• [PROBLEM REQUIREMENTS]:
Among the entries below, find every line that contains the string "EncouragementProvider", then copy it.

• [DATA UNDER STUDY]:
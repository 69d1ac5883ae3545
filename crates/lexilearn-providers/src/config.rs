//! Configuration and provider factories.

use std::path::{Path, PathBuf};
use std::time::Duration;

use anyhow::{Context, Result};
use serde::{Deserialize, Serialize};

use lexilearn_core::puzzles::PickOrder;
use lexilearn_core::session::SessionConfig;
use lexilearn_core::traits::{EncouragementProvider, ScoreStore, StoryAnalyzer};

use crate::api::ApiProvider;
use crate::mock::{MockEncouragement, MockStoryAnalyzer};
use crate::store::{JsonFileScoreStore, MemoryScoreStore};

/// Where encouragement and story analysis come from.
///
/// Note: Custom Debug impl masks API keys to prevent accidental exposure in logs.
#[derive(Clone, PartialEq, Eq, Serialize, Deserialize)]
#[serde(tag = "type", rename_all = "lowercase")]
pub enum ProviderConfig {
    Mock {
        #[serde(default)]
        seed: u64,
    },
    Http {
        base_url: String,
        #[serde(default)]
        api_key: Option<String>,
        #[serde(default = "default_timeout")]
        timeout_secs: u64,
    },
}

impl std::fmt::Debug for ProviderConfig {
    fn fmt(&self, f: &mut std::fmt::Formatter<'_>) -> std::fmt::Result {
        match self {
            ProviderConfig::Mock { seed } => f.debug_struct("Mock").field("seed", seed).finish(),
            ProviderConfig::Http {
                base_url,
                api_key,
                timeout_secs,
            } => f
                .debug_struct("Http")
                .field("base_url", base_url)
                .field("api_key", &api_key.as_ref().map(|_| "***"))
                .field("timeout_secs", timeout_secs)
                .finish(),
        }
    }
}

impl Default for ProviderConfig {
    fn default() -> Self {
        ProviderConfig::Mock { seed: 0 }
    }
}

fn default_timeout() -> u64 {
    30
}

/// Where gem scores are kept.
#[derive(Debug, Clone, PartialEq, Eq, Serialize, Deserialize)]
#[serde(tag = "type", rename_all = "lowercase")]
pub enum StoreConfig {
    Memory,
    File {
        #[serde(default = "default_data_dir")]
        dir: PathBuf,
    },
}

impl Default for StoreConfig {
    fn default() -> Self {
        StoreConfig::File {
            dir: default_data_dir(),
        }
    }
}

fn default_data_dir() -> PathBuf {
    PathBuf::from("./lexilearn-data")
}

/// Presentation order name as written in the config file.
#[derive(Debug, Clone, Copy, PartialEq, Eq, Default, Serialize, Deserialize)]
#[serde(rename_all = "kebab-case")]
pub enum OrderName {
    #[default]
    RoundRobin,
    Shuffle,
}

/// Top-level lexilearn configuration.
#[derive(Debug, Clone, Serialize, Deserialize)]
pub struct LexiConfig {
    #[serde(default)]
    pub provider: ProviderConfig,
    #[serde(default)]
    pub score_store: StoreConfig,
    /// Whose score the buddy updates.
    #[serde(default = "default_user")]
    pub user_id: String,
    /// Name the buddy addresses; falls back to `user_id`.
    #[serde(default)]
    pub user_name: Option<String>,
    /// Pause after a correct answer, in milliseconds.
    #[serde(default = "default_success_delay")]
    pub success_delay_ms: u64,
    #[serde(default)]
    pub puzzle_order: OrderName,
    /// Seed for shuffled puzzle order.
    #[serde(default)]
    pub seed: u64,
}

fn default_user() -> String {
    "guest".to_string()
}
fn default_success_delay() -> u64 {
    1000
}

impl Default for LexiConfig {
    fn default() -> Self {
        Self {
            provider: ProviderConfig::default(),
            score_store: StoreConfig::default(),
            user_id: default_user(),
            user_name: None,
            success_delay_ms: default_success_delay(),
            puzzle_order: OrderName::default(),
            seed: 0,
        }
    }
}

impl LexiConfig {
    pub fn display_name(&self) -> &str {
        self.user_name.as_deref().unwrap_or(&self.user_id)
    }

    pub fn pick_order(&self) -> PickOrder {
        match self.puzzle_order {
            OrderName::RoundRobin => PickOrder::RoundRobin,
            OrderName::Shuffle => PickOrder::Shuffle { seed: self.seed },
        }
    }

    pub fn session_config(&self) -> SessionConfig {
        SessionConfig {
            order: self.pick_order(),
            success_delay: Duration::from_millis(self.success_delay_ms),
        }
    }
}

/// Resolve environment variable references like `${VAR_NAME}` in a string.
fn resolve_env_vars(s: &str) -> String {
    let mut result = s.to_string();
    while let Some(start) = result.find("${") {
        if let Some(end) = result[start..].find('}') {
            let var_name = &result[start + 2..start + end];
            let value = std::env::var(var_name).unwrap_or_default();
            result = format!(
                "{}{}{}",
                &result[..start],
                value,
                &result[start + end + 1..]
            );
        } else {
            break;
        }
    }
    result
}

fn resolve_config(config: &mut LexiConfig) {
    if let ProviderConfig::Http {
        base_url, api_key, ..
    } = &mut config.provider
    {
        *base_url = resolve_env_vars(base_url);
        if let Some(key) = api_key.as_mut() {
            *key = resolve_env_vars(key);
        }
        if api_key.as_deref() == Some("") {
            *api_key = None;
        }
    }
    if let StoreConfig::File { dir } = &mut config.score_store {
        *dir = PathBuf::from(resolve_env_vars(&dir.to_string_lossy()));
    }
    config.user_id = resolve_env_vars(&config.user_id);
}

/// Apply `LEXILEARN_API_URL`, `LEXILEARN_API_KEY` and `LEXILEARN_USER`.
fn apply_env_overrides(config: &mut LexiConfig, var: impl Fn(&str) -> Option<String>) {
    if let Some(url) = var("LEXILEARN_API_URL") {
        match &mut config.provider {
            ProviderConfig::Http { base_url, .. } => *base_url = url,
            mock => {
                *mock = ProviderConfig::Http {
                    base_url: url,
                    api_key: None,
                    timeout_secs: default_timeout(),
                }
            }
        }
    }

    if let Some(key) = var("LEXILEARN_API_KEY") {
        if let ProviderConfig::Http { api_key, .. } = &mut config.provider {
            *api_key = Some(key);
        }
    }

    if let Some(user) = var("LEXILEARN_USER") {
        config.user_id = user;
    }
}

/// Load configuration from well-known paths.
///
/// Search order:
/// 1. `lexilearn.toml` in the current directory
/// 2. `~/.config/lexilearn/config.toml`
///
/// Environment variable overrides: `LEXILEARN_API_URL`, `LEXILEARN_API_KEY`,
/// `LEXILEARN_USER`.
pub fn load_config() -> Result<LexiConfig> {
    load_config_from(None)
}

/// Load config from an explicit path, or search the default locations.
pub fn load_config_from(path: Option<&Path>) -> Result<LexiConfig> {
    let config_path = if let Some(p) = path {
        if p.exists() {
            Some(p.to_path_buf())
        } else {
            anyhow::bail!("config file not found: {}", p.display());
        }
    } else {
        let local = PathBuf::from("lexilearn.toml");
        if local.exists() {
            Some(local)
        } else {
            dirs_path()
                .map(|home| home.join("config.toml"))
                .filter(|global| global.exists())
        }
    };

    let mut config = match config_path {
        Some(path) => {
            tracing::debug!("loading config from {}", path.display());
            let content = std::fs::read_to_string(&path)
                .with_context(|| format!("failed to read config: {}", path.display()))?;
            toml::from_str::<LexiConfig>(&content)
                .with_context(|| format!("failed to parse config: {}", path.display()))?
        }
        None => LexiConfig::default(),
    };

    apply_env_overrides(&mut config, |name| {
        std::env::var(name).ok().filter(|v| !v.is_empty())
    });
    resolve_config(&mut config);

    Ok(config)
}

fn dirs_path() -> Option<PathBuf> {
    std::env::var("HOME")
        .ok()
        .map(|h| PathBuf::from(h).join(".config").join("lexilearn"))
}

/// Create the encouragement provider named by the configuration.
pub fn create_encouragement(config: &ProviderConfig) -> Result<Box<dyn EncouragementProvider>> {
    match config {
        ProviderConfig::Mock { seed } => Ok(Box::new(MockEncouragement::new(*seed))),
        ProviderConfig::Http {
            base_url,
            api_key,
            timeout_secs,
        } => Ok(Box::new(ApiProvider::with_timeout(
            base_url,
            api_key.clone(),
            *timeout_secs,
        )?)),
    }
}

/// Create the story analyzer named by the configuration.
pub fn create_story_analyzer(config: &ProviderConfig) -> Result<Box<dyn StoryAnalyzer>> {
    match config {
        ProviderConfig::Mock { seed } => Ok(Box::new(MockStoryAnalyzer::new(*seed))),
        ProviderConfig::Http {
            base_url,
            api_key,
            timeout_secs,
        } => Ok(Box::new(ApiProvider::with_timeout(
            base_url,
            api_key.clone(),
            *timeout_secs,
        )?)),
    }
}

/// Create the score store named by the configuration.
pub fn create_score_store(config: &StoreConfig) -> Box<dyn ScoreStore> {
    match config {
        StoreConfig::Memory => Box::new(MemoryScoreStore::new()),
        StoreConfig::File { dir } => Box::new(JsonFileScoreStore::new(dir)),
    }
}

#[cfg(test)]
mod tests {
    use super::*;
    use std::collections::HashMap;

    #[test]
    fn resolve_env_vars_basic() {
        std::env::set_var("_LEXILEARN_TEST_VAR", "hello");
        assert_eq!(resolve_env_vars("${_LEXILEARN_TEST_VAR}"), "hello");
        assert_eq!(
            resolve_env_vars("prefix_${_LEXILEARN_TEST_VAR}_suffix"),
            "prefix_hello_suffix"
        );
        assert_eq!(resolve_env_vars("${unterminated"), "${unterminated");
        std::env::remove_var("_LEXILEARN_TEST_VAR");
    }

    #[test]
    fn default_config() {
        let config = LexiConfig::default();
        assert_eq!(config.provider, ProviderConfig::Mock { seed: 0 });
        assert_eq!(config.user_id, "guest");
        assert_eq!(config.display_name(), "guest");
        assert_eq!(config.success_delay_ms, 1000);
        assert_eq!(config.pick_order(), PickOrder::RoundRobin);
    }

    #[test]
    fn parse_full_config() {
        let toml_str = r#"
user_id = "sam"
user_name = "Sam"
success_delay_ms = 250
puzzle_order = "shuffle"
seed = 7

[provider]
type = "http"
base_url = "https://example.test"
api_key = "sk-test"

[score_store]
type = "file"
dir = "/tmp/lexi"
"#;
        let config: LexiConfig = toml::from_str(toml_str).unwrap();
        assert!(matches!(
            &config.provider,
            ProviderConfig::Http { timeout_secs: 30, api_key: Some(k), .. } if k == "sk-test"
        ));
        assert_eq!(
            config.score_store,
            StoreConfig::File {
                dir: PathBuf::from("/tmp/lexi")
            }
        );
        assert_eq!(config.display_name(), "Sam");
        assert_eq!(config.pick_order(), PickOrder::Shuffle { seed: 7 });
        assert_eq!(
            config.session_config().success_delay,
            Duration::from_millis(250)
        );
    }

    #[test]
    fn parse_memory_store_and_mock_provider() {
        let toml_str = r#"
[provider]
type = "mock"
seed = 3

[score_store]
type = "memory"
"#;
        let config: LexiConfig = toml::from_str(toml_str).unwrap();
        assert_eq!(config.provider, ProviderConfig::Mock { seed: 3 });
        assert_eq!(config.score_store, StoreConfig::Memory);
    }

    #[test]
    fn debug_masks_api_key() {
        let config = ProviderConfig::Http {
            base_url: "https://example.test".into(),
            api_key: Some("sk-secret".into()),
            timeout_secs: 30,
        };
        let debug = format!("{config:?}");
        assert!(!debug.contains("sk-secret"));
        assert!(debug.contains("***"));
    }

    #[test]
    fn env_overrides_switch_to_http() {
        let vars: HashMap<&str, &str> = [
            ("LEXILEARN_API_URL", "http://localhost:3000"),
            ("LEXILEARN_API_KEY", "k"),
            ("LEXILEARN_USER", "alex"),
        ]
        .into_iter()
        .collect();

        let mut config = LexiConfig::default();
        apply_env_overrides(&mut config, |name| vars.get(name).map(|v| v.to_string()));

        assert_eq!(
            config.provider,
            ProviderConfig::Http {
                base_url: "http://localhost:3000".into(),
                api_key: Some("k".into()),
                timeout_secs: 30,
            }
        );
        assert_eq!(config.user_id, "alex");
    }

    #[test]
    fn api_key_without_url_leaves_mock_alone() {
        let mut config = LexiConfig::default();
        apply_env_overrides(&mut config, |name| {
            (name == "LEXILEARN_API_KEY").then(|| "k".to_string())
        });
        assert_eq!(config.provider, ProviderConfig::Mock { seed: 0 });
    }

    #[test]
    fn empty_resolved_key_is_dropped() {
        let mut config = LexiConfig {
            provider: ProviderConfig::Http {
                base_url: "https://example.test".into(),
                api_key: Some("${_LEXILEARN_SURELY_UNSET}".into()),
                timeout_secs: 30,
            },
            ..LexiConfig::default()
        };
        resolve_config(&mut config);
        assert!(matches!(
            config.provider,
            ProviderConfig::Http { api_key: None, .. }
        ));
    }

    #[test]
    fn load_missing_explicit_path_fails() {
        let err = load_config_from(Some(Path::new("/nonexistent/lexilearn.toml"))).unwrap_err();
        assert!(err.to_string().contains("config file not found"));
    }

    #[test]
    fn load_explicit_path() {
        let dir = tempfile::TempDir::new().unwrap();
        let path = dir.path().join("lexilearn.toml");
        std::fs::write(&path, "user_id = \"robin\"\n[score_store]\ntype = \"memory\"\n").unwrap();
        let config = load_config_from(Some(&path)).unwrap();
        assert_eq!(config.score_store, StoreConfig::Memory);
    }

    #[tokio::test]
    async fn factories_build_mock_and_memory() {
        let provider = create_encouragement(&ProviderConfig::default()).unwrap();
        assert_eq!(provider.name(), "mock");
        let analyzer = create_story_analyzer(&ProviderConfig::default()).unwrap();
        assert_eq!(analyzer.name(), "mock");
        let store = create_score_store(&StoreConfig::Memory);
        store.increment("sam", 5).await.unwrap();
        assert_eq!(store.read("sam").await.unwrap(), 5);
    }
}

• [EXERCISE SOLUTION]:
use lexilearn_core::traits::{EncouragementProvider, ScoreStore, StoryAnalyzer};
pub fn create_encouragement(config: &ProviderConfig) -> Result<Box<dyn EncouragementProvider>> {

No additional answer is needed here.